Hace más de un siglo, un evangelista predicó sobre el texto de 1 Corintios 16:22: “El que no amare al Señor Jesucristo, sea anatema (maldito)”. El tono solemne con el cual fueron pronunciadas estas palabras impresionó profundamente a su auditorio en general y a un muchacho de quince años en particular.
Éste emigró a América, donde se quedó hasta el fin de su larga vida. A la edad de cien años vivía en una chacra que había adquirido en el curso de su existencia laboriosa y gozaba de todas sus facultades; pero esos largos años él los había vivido sin Dios, en el pecado.

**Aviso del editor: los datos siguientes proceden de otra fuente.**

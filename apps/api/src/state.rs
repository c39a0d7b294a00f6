use std::sync::Arc;

use crate::config::Config;
use crate::profiles::store::ProfileStore;

/// Shared application state injected into all route handlers via Axum extractors.
#[derive(Clone)]
pub struct AppState {
    pub config: Config,
    /// Pluggable profile persistence. Default: PgProfileStore.
    pub profiles: Arc<dyn ProfileStore>,
}
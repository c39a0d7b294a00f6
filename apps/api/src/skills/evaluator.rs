//! Strength/Weakness Evaluator.
//!
//! strength: demand ≥ 8 and proficiency ≥ 7
//! weakness: demand ≥ 7 and proficiency ≤ 4
//!
//! The two checks run independently; a skill satisfying both would be listed in both.
//! With proficiency as a single integer that cannot happen.

use crate::skills::registry::lookup_skill;
use crate::skills::score::{proficiency_for, ProficiencyMap};

const STRENGTH_MIN_DEMAND: u8 = 8;
const STRENGTH_MIN_PROFICIENCY: i32 = 7;
const WEAKNESS_MIN_DEMAND: u8 = 7;
const WEAKNESS_MAX_PROFICIENCY: i32 = 4;

#[derive(Debug, Clone, Default, PartialEq, Eq)]
pub struct Classification {
    pub strengths: Vec<String>,
    pub weaknesses: Vec<String>,
}

/// Classifies matched skills. Each name appears at most once per list, in order of
/// first occurrence; unmatched skills are ignored.
pub fn classify(normalized_skills: &[String], proficiency: &ProficiencyMap) -> Classification {
    let mut out = Classification::default();

    for skill in normalized_skills {
        let Some(record) = lookup_skill(skill) else {
            continue;
        };
        let level = proficiency_for(proficiency, skill);

        if record.demand >= STRENGTH_MIN_DEMAND && level >= STRENGTH_MIN_PROFICIENCY {
            push_unique(&mut out.strengths, skill);
        }
        if record.demand >= WEAKNESS_MIN_DEMAND && level <= WEAKNESS_MAX_PROFICIENCY {
            push_unique(&mut out.weaknesses, skill);
        }
    }

    out
}

fn push_unique(list: &mut Vec<String>, skill: &str) {
    if !list.iter().any(|s| s == skill) {
        list.push(skill.to_string());
    }
}
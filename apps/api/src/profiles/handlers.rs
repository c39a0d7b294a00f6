use axum::{
    extract::{Query, State},
    Json,
};
use serde::Deserialize;
use tracing::info;
use uuid::Uuid;

use crate::errors::AppError;
use crate::models::profile::SkillProfileRow;
use crate::profiles::store::SaveProfileParams;
use crate::skills::analyzer::analyze_skill_set;
use crate::skills::handlers::validate_submission;
use crate::skills::score::ProficiencyMap;
use crate::state::AppState;

#[derive(Deserialize)]
pub struct UserIdQuery {
    pub user_id: Uuid,
}

#[derive(Debug, Deserialize)]
pub struct SaveSkillsRequest {
    pub user_id: Uuid,
    pub skills: Vec<String>,
    #[serde(default)]
    pub proficiency: ProficiencyMap,
}

/// GET /api/v1/profiles/skills
pub async fn handle_get_skill_profile(
    State(state): State<AppState>,
    Query(params): Query<UserIdQuery>,
) -> Result<Json<SkillProfileRow>, AppError> {
    let row = state
        .profiles
        .get(params.user_id)
        .await?
        .ok_or_else(|| {
            AppError::NotFound(format!("No skill profile for user {}", params.user_id))
        })?;
    Ok(Json(row))
}

/// PUT /api/v1/profiles/skills
/// Analyses the submitted skills and stores them with the result on the user's profile.
pub async fn handle_save_skill_profile(
    State(state): State<AppState>,
    Json(req): Json<SaveSkillsRequest>,
) -> Result<Json<SkillProfileRow>, AppError> {
    let proficiency = validate_submission(&req.skills, req.proficiency, state.config.max_skills)?;
    let analysis = analyze_skill_set(&req.skills, &proficiency);

    let row = state
        .profiles
        .save(SaveProfileParams {
            user_id: req.user_id,
            skills: &req.skills,
            proficiency: &proficiency,
            analysis: &analysis,
        })
        .await?;

    info!(
        user_id = %req.user_id,
        skill_score = row.skill_score,
        skills = req.skills.len(),
        "Skill profile saved"
    );
    Ok(Json(row))
}
pub mod profile;
use std::fmt;

use crate::crypto::random::random_bytes;
use crate::error::{AppError, Result};

/// The size of the AES-256 key in bytes.
pub const KEY_SIZE: usize = 32;
/// The AES block size, which is also the CTR and CBC IV size.
pub const BLOCK_SIZE: usize = 16;
/// The size of the AES-GCM nonce in bytes.
pub const GCM_NONCE_SIZE: usize = 12;
/// The size of the AES-GCM tag in bytes.
pub const GCM_TAG_SIZE: usize = 16;

/// Block cipher mode used for stored objects. Chosen once per process.
#[derive(Debug, Clone, Copy, PartialEq, Eq, Default)]
pub enum CipherMode {
    #[default]
    Ctr,
    Gcm,
}

impl CipherMode {
    /// Parses `ctr` or `gcm`, ignoring case.
    pub fn from_name(name: &str) -> Option<Self> {
        match name.to_ascii_lowercase().as_str() {
            "ctr" => Some(CipherMode::Ctr),
            "gcm" => Some(CipherMode::Gcm),
            _ => None,
        }
    }

    /// Length of the IV (CTR) or nonce (GCM) this mode consumes.
    pub fn iv_size(&self) -> usize {
        match self {
            CipherMode::Ctr => BLOCK_SIZE,
            CipherMode::Gcm => GCM_NONCE_SIZE,
        }
    }

    /// Bytes a stored object grows by beyond its plaintext, not counting a
    /// prefixed IV.
    pub fn overhead(&self) -> usize {
        match self {
            CipherMode::Ctr => 0,
            CipherMode::Gcm => GCM_TAG_SIZE,
        }
    }
}

impl fmt::Display for CipherMode {
    fn fmt(&self, f: &mut fmt::Formatter<'_>) -> fmt::Result {
        match self {
            CipherMode::Ctr => f.write_str("ctr"),
            CipherMode::Gcm => f.write_str("gcm"),
        }
    }
}

/// Checks that `key` is usable as an AES-256 key.
pub fn check_key(key: &[u8]) -> Result<()> {
    if key.len() != KEY_SIZE {
        return Err(AppError::Encryption(format!(
            "invalid key size: {} bytes",
            key.len()
        )));
    }
    Ok(())
}

/// Shared IV/nonce setup for the streaming wrappers. Returns the IV to use and
/// whether it was freshly generated, in which case the caller owes the stream
/// an IV prefix.
pub fn iv_or_random(iv: Option<&[u8]>, size: usize) -> Result<(Vec<u8>, bool)> {
    match iv {
        Some(iv) if iv.len() == size => Ok((iv.to_vec(), false)),
        Some(iv) => Err(AppError::Encryption(format!(
            "invalid IV size: expected {} bytes, got {}",
            size,
            iv.len()
        ))),
        None => Ok((random_bytes(size), true)),
    }
}

#[cfg(test)]
mod tests {
    use super::*;

    #[test]
    fn mode_names() {
        assert_eq!(CipherMode::from_name("GCM"), Some(CipherMode::Gcm));
        assert_eq!(CipherMode::from_name("ctr"), Some(CipherMode::Ctr));
        assert_eq!(CipherMode::from_name("ecb"), None);
        assert_eq!(CipherMode::default(), CipherMode::Ctr);
        assert_eq!(CipherMode::Gcm.iv_size(), 12);
        assert_eq!(CipherMode::Ctr.iv_size(), 16);
    }

    #[test]
    fn iv_setup() {
        let (iv, generated) = iv_or_random(None, 12).unwrap();
        assert_eq!(iv.len(), 12);
        assert!(generated);

        let (iv, generated) = iv_or_random(Some(&[7u8; 16]), 16).unwrap();
        assert_eq!(iv, vec![7u8; 16]);
        assert!(!generated);

        assert!(iv_or_random(Some(&[7u8; 15]), 16).is_err());
        assert!(check_key(&[0u8; 16]).is_err());
        assert!(check_key(&random_bytes(KEY_SIZE)).is_ok());
    }
}
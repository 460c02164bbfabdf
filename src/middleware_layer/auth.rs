use axum::{
    body::Body,
    extract::State,
    http::{header::AUTHORIZATION, HeaderMap, Request, StatusCode},
    middleware::Next,
    response::Response,
};
use tower_cookies::Cookies;

use crate::{
    error::Result,
    models::session::Session,
    services::cookie::COOKIE_NAME,
    state::AppState,
};

/// The raw `auth` cookie value, if the request has one.
pub fn session_cookie(cookies: &Cookies) -> Option<String> {
    cookies.get(COOKIE_NAME).map(|c| c.value().to_string())
}

/// The raw `Authorization` header, if it is valid ASCII.
pub fn authorization_header(headers: &HeaderMap) -> Option<&str> {
    headers.get(AUTHORIZATION).and_then(|v| v.to_str().ok())
}

/// Resolves whichever session the request carries.
pub async fn request_session(state: &AppState, cookies: &Cookies, headers: &HeaderMap) -> Result<Option<Session>> {
    let cookie = session_cookie(cookies);
    state
        .auth
        .current_session(cookie.as_deref(), authorization_header(headers))
        .await
}

/// A middleware that requires a valid session to be present.
///
/// A malformed credential is a 400 and a missing, revoked or expired one a
/// 401. On success the `Session` is inserted as a request extension.
///
/// # Arguments
///
/// * `state` - The application state.
/// * `cookies` - The request cookies.
/// * `request` - The incoming request.
/// * `next` - The next middleware in the chain.
pub async fn require_auth(
    State(state): State<AppState>,
    cookies: Cookies,
    mut request: Request<Body>,
    next: Next,
) -> std::result::Result<Response, StatusCode> {
    tracing::debug!("🔐 Checking authentication...");

    let session = request_session(&state, &cookies, request.headers())
        .await
        .map_err(|e| {
            tracing::warn!("❌ Bad credential: {}", e);
            StatusCode::BAD_REQUEST
        })?
        .ok_or_else(|| {
            tracing::debug!("❌ No session");
            StatusCode::UNAUTHORIZED
        })?;

    tracing::debug!("✅ User authenticated: {}", session.username);
    request.extensions_mut().insert(session);

    Ok(next.run(request).await)
}

/// Lets only admins through. Must run inside [`require_auth`].
pub async fn require_admin(request: Request<Body>, next: Next) -> std::result::Result<Response, StatusCode> {
    match request.extensions().get::<Session>() {
        Some(session) if session.is_admin => Ok(next.run(request).await),
        Some(session) => {
            tracing::warn!("❌ {:?} is not an admin", session.username);
            Err(StatusCode::FORBIDDEN)
        }
        None => Err(StatusCode::UNAUTHORIZED),
    }
}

Llegado a esta edad que muy pocos alcanzan, un día en el que meditaba sobre su vida, su pensamiento rememoró aquella predicación, tal vez la única que había oído, y en este breve instante trajo a su memoria el semblante del evangelista, su fervor por convencer a su audiencia y el efecto producido sobre ella y sobre quien le recordaba.
Toda la escena de aquel día se reconstruyó en su mente con una claridad y una precisión extraordinarias. Convencido de pecado, fue llevado al pie de la cruz, donde su fe apreció el valor de la sangre de Cristo para purificarle de todo pecado.
Dios permitió a este anciano vivir bastante tiempo aún para demostrar, por su fiel testimonio, que había verdaderamente nacido de nuevo. Nadie diga que es demasiado viejo o demasiado pecador para aceptar a Cristo.
“Al que a mí viene, no le echo fuera… El que cree en mí, tiene vida eterna” (Juan 6:37, 47).